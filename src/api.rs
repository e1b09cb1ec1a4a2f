use actix_web::{delete, get, post, put, web, HttpResponse, Responder};
use chrono::Utc;
use serde::{Deserialize, Serialize};
use std::collections::HashSet;
use std::sync::Arc;

use crate::context::ControlPlane;
use crate::errors::ControlPlaneError;
use crate::types::{ExperimentSpec, ServiceRequest};

const MYSQL_PRODUCT: &str = "mysql";

pub fn configure(cfg: &mut web::ServiceConfig) {
    cfg.service(get_liveness)
        .service(list_products)
        .service(create_service)
        .service(get_service_status)
        .service(post_service_failover)
        .service(create_mysql)
        .service(get_mysql_status)
        .service(post_mysql_failover)
        .service(get_providers_health)
        .service(get_provider_health)
        .service(put_provider_health)
        .service(list_experiments)
        .service(get_experiment)
        .service(put_experiment)
        .service(delete_experiment)
        .service(list_flags)
        .service(get_flag)
        .service(put_flag)
        .service(delete_flag)
        .service(get_analytics);
}

#[get("/health")]
async fn get_liveness() -> impl Responder {
    #[derive(Serialize)]
    struct Liveness {
        status: &'static str,
        timestamp: String,
    }
    HttpResponse::Ok().json(Liveness {
        status: "ok",
        timestamp: Utc::now().to_rfc3339(),
    })
}

#[get("/api/products")]
async fn list_products(plane: web::Data<Arc<ControlPlane>>) -> impl Responder {
    HttpResponse::Ok().json(plane.products.list())
}

/// `201` on a fresh placement, `200` when an existing sticky Claim is
/// returned unchanged.
fn create_response(outcome: crate::context::CreateResponse) -> HttpResponse {
    if outcome.sticky {
        HttpResponse::Ok().json(outcome)
    } else {
        HttpResponse::Created().json(outcome)
    }
}

#[post("/api/services/{product}")]
async fn create_service(
    plane: web::Data<Arc<ControlPlane>>,
    path: web::Path<String>,
    payload: web::Json<ServiceRequest>,
) -> Result<HttpResponse, ControlPlaneError> {
    let product = path.into_inner();
    let outcome = plane.create(&product, payload.into_inner()).await?;
    Ok(create_response(outcome))
}

#[get("/api/services/{product}/{namespace}/{name}")]
async fn get_service_status(
    plane: web::Data<Arc<ControlPlane>>,
    path: web::Path<(String, String, String)>,
) -> Result<impl Responder, ControlPlaneError> {
    let (product, namespace, name) = path.into_inner();
    let status = plane.status(&product, &namespace, &name).await?;
    Ok(HttpResponse::Ok().json(status))
}

#[derive(Debug, Default, Deserialize)]
struct FailoverRequestBody {
    #[serde(default)]
    exclude_providers: Vec<String>,
}

#[post("/api/services/{product}/{namespace}/{name}/failover")]
async fn post_service_failover(
    plane: web::Data<Arc<ControlPlane>>,
    path: web::Path<(String, String, String)>,
    payload: Option<web::Json<FailoverRequestBody>>,
) -> Result<impl Responder, ControlPlaneError> {
    let (product, namespace, name) = path.into_inner();
    let exclude: HashSet<String> = payload
        .map(|body| body.into_inner().exclude_providers.into_iter().collect())
        .unwrap_or_default();
    let outcome = plane.failover(&product, &namespace, &name, exclude).await?;
    Ok(HttpResponse::Ok().json(outcome))
}

#[post("/api/mysql")]
async fn create_mysql(
    plane: web::Data<Arc<ControlPlane>>,
    payload: web::Json<ServiceRequest>,
) -> Result<HttpResponse, ControlPlaneError> {
    let outcome = plane.create(MYSQL_PRODUCT, payload.into_inner()).await?;
    Ok(create_response(outcome))
}

#[get("/api/status/mysql/{namespace}/{name}")]
async fn get_mysql_status(
    plane: web::Data<Arc<ControlPlane>>,
    path: web::Path<(String, String)>,
) -> Result<impl Responder, ControlPlaneError> {
    let (namespace, name) = path.into_inner();
    let status = plane.status(MYSQL_PRODUCT, &namespace, &name).await?;
    Ok(HttpResponse::Ok().json(status))
}

#[post("/api/mysql/{namespace}/{name}/failover")]
async fn post_mysql_failover(
    plane: web::Data<Arc<ControlPlane>>,
    path: web::Path<(String, String)>,
    payload: Option<web::Json<FailoverRequestBody>>,
) -> Result<impl Responder, ControlPlaneError> {
    let (namespace, name) = path.into_inner();
    let exclude: HashSet<String> = payload
        .map(|body| body.into_inner().exclude_providers.into_iter().collect())
        .unwrap_or_default();
    let outcome = plane
        .failover(MYSQL_PRODUCT, &namespace, &name, exclude)
        .await?;
    Ok(HttpResponse::Ok().json(outcome))
}

#[get("/api/providers/health")]
async fn get_providers_health(plane: web::Data<Arc<ControlPlane>>) -> impl Responder {
    HttpResponse::Ok().json(plane.health.snapshot_all())
}

#[get("/api/providers/{provider}/health")]
async fn get_provider_health(
    plane: web::Data<Arc<ControlPlane>>,
    path: web::Path<String>,
) -> impl Responder {
    let provider = path.into_inner();
    HttpResponse::Ok().json(crate::health::ProviderHealthView {
        healthy: plane.health.is_healthy(&provider),
        breaker: plane.health.breaker_snapshot(&provider),
    })
}

#[derive(Debug, Deserialize)]
struct SetHealthBody {
    healthy: bool,
}

#[put("/api/providers/{provider}/health")]
async fn put_provider_health(
    plane: web::Data<Arc<ControlPlane>>,
    path: web::Path<String>,
    payload: web::Json<SetHealthBody>,
) -> impl Responder {
    let provider = path.into_inner();
    plane.health.set_healthy(&provider, payload.healthy);
    HttpResponse::NoContent()
}

#[get("/api/experiments")]
async fn list_experiments(plane: web::Data<Arc<ControlPlane>>) -> impl Responder {
    HttpResponse::Ok().json(plane.experiments.list())
}

#[get("/api/experiments/{id}")]
async fn get_experiment(
    plane: web::Data<Arc<ControlPlane>>,
    path: web::Path<String>,
) -> Result<HttpResponse, ControlPlaneError> {
    let id = path.into_inner();
    match plane.experiments.get(&id) {
        Some(spec) => Ok(HttpResponse::Ok().json(spec)),
        None => Err(ControlPlaneError::ResourceNotFound {
            resource: "experiment",
            id,
        }),
    }
}

#[derive(Debug, Deserialize)]
struct UpsertExperimentBody {
    id: String,
    #[serde(default)]
    description: String,
    variant_weights: crate::types::Weights,
    traffic_percentage: f64,
    #[serde(default)]
    tier: Option<String>,
}

/// Experiment creation/update is one idempotent endpoint; an update against
/// an existing id keeps its original `createdAt` so the stable
/// creation-order iteration in `experiments::assign` ("first
/// matching experiment wins") doesn't reshuffle on every edit.
#[post("/api/experiments")]
async fn put_experiment(
    plane: web::Data<Arc<ControlPlane>>,
    payload: web::Json<UpsertExperimentBody>,
) -> Result<impl Responder, ControlPlaneError> {
    let body = payload.into_inner();
    let created_at = plane
        .experiments
        .get(&body.id)
        .map(|existing| existing.created_at)
        .unwrap_or_else(Utc::now);
    let spec = ExperimentSpec {
        id: body.id,
        description: body.description,
        variant_weights: body.variant_weights,
        traffic_percentage: body.traffic_percentage,
        tier: body.tier,
        created_at,
    };
    plane.experiments.upsert(spec.clone());
    Ok(HttpResponse::Ok().json(spec))
}

#[delete("/api/experiments/{id}")]
async fn delete_experiment(
    plane: web::Data<Arc<ControlPlane>>,
    path: web::Path<String>,
) -> Result<HttpResponse, ControlPlaneError> {
    let id = path.into_inner();
    if plane.experiments.remove(&id) {
        Ok(HttpResponse::NoContent().finish())
    } else {
        Err(ControlPlaneError::ResourceNotFound {
            resource: "experiment",
            id,
        })
    }
}

#[derive(Debug, Serialize)]
struct FlagView {
    name: String,
    enabled: bool,
}

#[get("/api/flags")]
async fn list_flags(plane: web::Data<Arc<ControlPlane>>) -> impl Responder {
    let flags: Vec<FlagView> = plane
        .flags
        .list()
        .into_iter()
        .map(|(name, enabled)| FlagView { name, enabled })
        .collect();
    HttpResponse::Ok().json(flags)
}

#[get("/api/flags/{name}")]
async fn get_flag(plane: web::Data<Arc<ControlPlane>>, path: web::Path<String>) -> impl Responder {
    let name = path.into_inner();
    let enabled = plane.flags.is_enabled(&name);
    HttpResponse::Ok().json(FlagView { name, enabled })
}

#[derive(Debug, Deserialize)]
struct SetFlagBody {
    enabled: bool,
}

#[put("/api/flags/{name}")]
async fn put_flag(
    plane: web::Data<Arc<ControlPlane>>,
    path: web::Path<String>,
    payload: web::Json<SetFlagBody>,
) -> impl Responder {
    let name = path.into_inner();
    plane.flags.set(&name, payload.enabled);
    HttpResponse::NoContent()
}

#[delete("/api/flags/{name}")]
async fn delete_flag(
    plane: web::Data<Arc<ControlPlane>>,
    path: web::Path<String>,
) -> Result<HttpResponse, ControlPlaneError> {
    let name = path.into_inner();
    if plane.flags.remove(&name) {
        Ok(HttpResponse::NoContent().finish())
    } else {
        Err(ControlPlaneError::ResourceNotFound {
            resource: "flag",
            id: name,
        })
    }
}

#[get("/api/analytics")]
async fn get_analytics(plane: web::Data<Arc<ControlPlane>>) -> impl Responder {
    HttpResponse::Ok().json(plane.analytics.snapshot())
}
use std::collections::HashMap;

use serde::{Deserialize, Serialize};

use crate::errors::ControlPlaneError;
use crate::types::{Capability, CapabilitySet, ExperimentArm, TierSpec, Weights};

const COST_BOOST_DELTA: f64 = 0.20;
const WEIGHT_EPSILON: f64 = 1e-9;

#[derive(Debug, Clone, Serialize, Deserialize, Default)]
pub struct TierTableDocument {
    pub tiers: HashMap<String, TierSpec>,
}

/// Canonical tier table. Read-only after process start.
pub struct TierTable {
    tiers: HashMap<String, TierSpec>,
}

impl TierTable {
    pub fn load(doc: TierTableDocument) -> Self {
        Self { tiers: doc.tiers }
    }

    pub fn tier_spec(&self, tier_id: &str) -> Result<&TierSpec, ControlPlaneError> {
        self.tiers
            .get(tier_id)
            .ok_or_else(|| ControlPlaneError::UnknownTier(tier_id.to_string()))
    }
}

/// `tier.requiredCapabilities ∪ (ha ? {multi_az} : ∅)`.
pub fn effective_gates(tier: &TierSpec, ha: bool) -> CapabilitySet {
    let mut gates = tier
        .required_capabilities
        .iter()
        .copied()
        .fold(CapabilitySet::empty(), |set, cap| set | cap.into());
    if ha {
        gates.insert(Capability::MultiAz.into());
    }
    gates
}

/// Starts from `tier.weights`; substitutes the experiment's variant weights
/// on a `variant` arm; then applies the `prefer_cost_optimization` boost
/// (+0.20 cost, redistributed proportionally across the other three,
/// clamped at zero and renormalized).
pub fn effective_weights(
    tier: &TierSpec,
    experiment_variant_weights: Option<&Weights>,
    experiment_arm: Option<ExperimentArm>,
    prefer_cost_optimization: bool,
) -> Weights {
    let mut weights = match (experiment_arm, experiment_variant_weights) {
        (Some(ExperimentArm::Variant), Some(variant)) => *variant,
        _ => tier.weights,
    };

    if prefer_cost_optimization {
        weights = boost_cost(weights);
    }

    debug_assert!((weights.sum() - 1.0).abs() < 1e-6);
    weights
}

fn boost_cost(weights: Weights) -> Weights {
    let others_total = weights.latency + weights.dr + weights.maturity;
    let target_delta = COST_BOOST_DELTA.min(1.0 - weights.cost);
    if others_total <= 0.0 {
        return Weights {
            cost: (weights.cost + target_delta).min(1.0),
            ..weights
        };
    }

    let shrink = |component: f64| -> f64 {
        (component - target_delta * (component / others_total)).max(0.0)
    };

    let mut latency = shrink(weights.latency);
    let mut dr = shrink(weights.dr);
    let mut maturity = shrink(weights.maturity);
    let mut cost = weights.cost + target_delta;

    let total = latency + dr + maturity + cost;
    if (total - 1.0).abs() > WEIGHT_EPSILON && total > 0.0 {
        let scale = 1.0 / total;
        latency *= scale;
        dr *= scale;
        maturity *= scale;
        cost *= scale;
    }

    Weights {
        latency,
        dr,
        maturity,
        cost,
    }
}
use std::collections::HashMap;

use arc_swap::ArcSwap;
use serde_json::Value;
use std::sync::Arc;

use crate::errors::ControlPlaneError;
use crate::types::{ParameterSpec, ParameterType, ProductDefinition};

/// Runtime-typed parameter value: per the "dynamic parameter typing"
/// design note: the wire boundary stays `serde_json::Value`, validation
/// narrows it into this closed sum type.
#[derive(Debug, Clone, PartialEq)]
pub enum ParamValue {
    String(String),
    Int(i64),
    Bool(bool),
}

/// Declarative product catalog. Registration is write-once at startup;
/// duplicate names are a configuration error.
pub struct ProductRegistry {
    products: ArcSwap<HashMap<String, Arc<ProductDefinition>>>,
}

impl ProductRegistry {
    pub fn new() -> Self {
        Self {
            products: ArcSwap::from_pointee(HashMap::new()),
        }
    }

    pub fn register(&self, product: ProductDefinition) -> Result<(), ControlPlaneError> {
        let current = self.products.load();
        if current.contains_key(&product.name) {
            return Err(ControlPlaneError::DuplicateProduct(product.name));
        }
        let mut next = (**current).clone();
        next.insert(product.name.clone(), Arc::new(product));
        self.products.store(Arc::new(next));
        Ok(())
    }

    pub fn get(&self, name: &str) -> Result<Arc<ProductDefinition>, ControlPlaneError> {
        self.products
            .load()
            .get(name)
            .cloned()
            .ok_or_else(|| ControlPlaneError::UnknownProduct(name.to_string()))
    }

    pub fn list(&self) -> Vec<Arc<ProductDefinition>> {
        let mut defs: Vec<_> = self.products.load().values().cloned().collect();
        defs.sort_by(|a, b| a.name.cmp(&b.name));
        defs
    }
}

impl Default for ProductRegistry {
    fn default() -> Self {
        Self::new()
    }
}

/// Validates `raw` against `product.parameters`. Total:
/// every spec either resolves a (type/range/choice-checked) value from the
/// request or its default; missing-required-without-default,
/// unknown-parameter-name, and type mismatches are all rejected.
pub fn validate_params(
    product: &ProductDefinition,
    raw: &HashMap<String, Value>,
) -> Result<HashMap<String, ParamValue>, ControlPlaneError> {
    let known: std::collections::HashSet<&str> =
        product.parameters.iter().map(|p| p.name.as_str()).collect();
    for key in raw.keys() {
        if !known.contains(key.as_str()) {
            return Err(ControlPlaneError::UnknownParameter(key.clone()));
        }
    }

    let mut resolved = HashMap::with_capacity(product.parameters.len());
    for spec in &product.parameters {
        let value = match raw.get(&spec.name) {
            Some(value) => validate_value(spec, value)?,
            None => match &spec.default {
                Some(default) => validate_value(spec, default)?,
                None if spec.required => {
                    return Err(ControlPlaneError::MissingParameter(spec.name.clone()))
                }
                None => continue,
            },
        };
        resolved.insert(spec.name.clone(), value);
    }
    Ok(resolved)
}

fn validate_value(spec: &ParameterSpec, value: &Value) -> Result<ParamValue, ControlPlaneError> {
    let parsed = match spec.kind {
        ParameterType::String => value
            .as_str()
            .map(|s| ParamValue::String(s.to_string()))
            .ok_or_else(|| type_error(spec, "string"))?,
        ParameterType::Bool => value
            .as_bool()
            .map(ParamValue::Bool)
            .ok_or_else(|| type_error(spec, "bool"))?,
        ParameterType::Int => value
            .as_i64()
            .map(ParamValue::Int)
            .ok_or_else(|| type_error(spec, "int"))?,
        ParameterType::Choice => {
            let s = value.as_str().ok_or_else(|| type_error(spec, "choice"))?;
            let choices = spec.choices.as_deref().unwrap_or_default();
            if !choices.iter().any(|c| c == s) {
                return Err(ControlPlaneError::InvalidParameterRange {
                    name: spec.name.clone(),
                    detail: format!("{s} not in {choices:?}"),
                });
            }
            ParamValue::String(s.to_string())
        }
    };

    if let ParamValue::Int(n) = parsed {
        if let Some(min) = spec.min {
            if (n as f64) < min {
                return Err(ControlPlaneError::InvalidParameterRange {
                    name: spec.name.clone(),
                    detail: format!("{n} < min {min}"),
                });
            }
        }
        if let Some(max) = spec.max {
            if (n as f64) > max {
                return Err(ControlPlaneError::InvalidParameterRange {
                    name: spec.name.clone(),
                    detail: format!("{n} > max {max}"),
                });
            }
        }
    }

    Ok(parsed)
}

fn type_error(spec: &ParameterSpec, expected: &str) -> ControlPlaneError {
    ControlPlaneError::InvalidParameterType {
        name: spec.name.clone(),
        expected: expected.to_string(),
    }
}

-- -- --

PROBLEM REQUIREMENTS: Could you copy exactly the lines from the first line of the records above through the line containing "pub fn configure(cfg: &mut", both included, and nothing else?

RESULT OF THE EXERCISE:
filename src/api.rs
repository e1b09cb1ec1a4a2f
use actix_web::{delete, get, post, put, web, HttpResponse, Responder};
use chrono::Utc;
use serde::{Deserialize, Serialize};
use std::collections::HashSet;
use std::sync::Arc;

use crate::context::ControlPlane;
use crate::errors::ControlPlaneError;
use crate::types::{ExperimentSpec, ServiceRequest};

const MYSQL_PRODUCT: &str = "mysql";

pub fn configure(cfg: &mut web::ServiceConfig) {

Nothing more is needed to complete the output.